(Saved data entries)
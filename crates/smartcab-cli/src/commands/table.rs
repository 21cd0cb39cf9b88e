//! Value-table inspection commands

use std::path::{Path, PathBuf};

use anyhow::{Context, Result};
use clap::Subcommand;

use smartcab_core::Action;
use smartcab_rl::export::{load_snapshot, SnapshotFile};
use smartcab_rl::ValueTable;

#[derive(Subcommand)]
pub enum TableCommands {
    /// Show the best action per state from a JSON snapshot
    Show {
        /// Snapshot written with `--format json`
        path: PathBuf,
        /// Only show the first N states
        #[arg(short, long)]
        limit: Option<usize>,
    },
}

pub async fn run(cmd: TableCommands) -> Result<()> {
    match cmd {
        TableCommands::Show { path, limit } => show(&path, limit).await,
    }
}

async fn show(path: &Path, limit: Option<usize>) -> Result<()> {
    let snapshot = load_snapshot(path)
        .with_context(|| format!("Failed to read snapshot {}", path.display()))?;
    print!("{}", render(&snapshot, limit));
    Ok(())
}

fn render(snapshot: &SnapshotFile, limit: Option<usize>) -> String {
    let mut table = ValueTable::default();
    table.merge_snapshot(&snapshot.table);
    let rows = table.sorted_rows();

    let mut out = format!(
        "Trial {} exported at {} ({} states)\n\n",
        snapshot.trial,
        snapshot.exported_at.to_rfc3339(),
        rows.len()
    );
    out.push_str(&format!("{:<55} {:<8}", "STATE", "BEST"));
    for action in Action::ALL {
        out.push_str(&format!(" {:>8}", action.as_str()));
    }
    out.push('\n');

    for (state, values) in rows.iter().take(limit.unwrap_or(usize::MAX)) {
        out.push_str(&format!(
            "{:<55} {:<8}",
            state.to_string(),
            values.best_action().as_str()
        ));
        for (_, value) in values.iter() {
            out.push_str(&format!(" {value:>8.2}"));
        }
        out.push('\n');
    }

    if let Some(limit) = limit {
        if rows.len() > limit {
            out.push_str(&format!("... {} more\n", rows.len() - limit));
        }
    }
    out
}

#[cfg(test)]
mod tests {
    use super::*;
    use smartcab_rl::StateKey;

    fn snapshot() -> SnapshotFile {
        let mut table = ValueTable::default();
        for key in StateKey::all().take(3) {
            table.set(key, Action::Right, 4.0);
        }
        SnapshotFile {
            trial: 9,
            exported_at: "2024-05-01T12:00:00Z".parse().unwrap(),
            table: table.snapshot(),
        }
    }

    #[test]
    fn test_render_lists_best_actions() {
        let out = render(&snapshot(), None);

        assert!(out.starts_with("Trial 9 exported at 2024-05-01T12:00:00+00:00 (3 states)"));
        assert_eq!(out.lines().filter(|l| l.contains("oncoming:")).count(), 3);
        for line in out.lines().filter(|l| l.contains("oncoming:")) {
            assert!(line.contains(" right "));
            assert!(line.contains("4.00"));
        }
    }

    #[test]
    fn test_render_respects_limit() {
        let out = render(&snapshot(), Some(1));

        assert_eq!(out.lines().filter(|l| l.contains("oncoming:")).count(), 1);
        assert!(out.ends_with("... 2 more\n"));
    }
}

What is expected:
For each line in the entries that holds "async", return that line.

Solution:
pub async fn run(cmd: TableCommands) -> Result<()> {
async fn show(path: &Path, limit: Option<usize>) -> Result<()> {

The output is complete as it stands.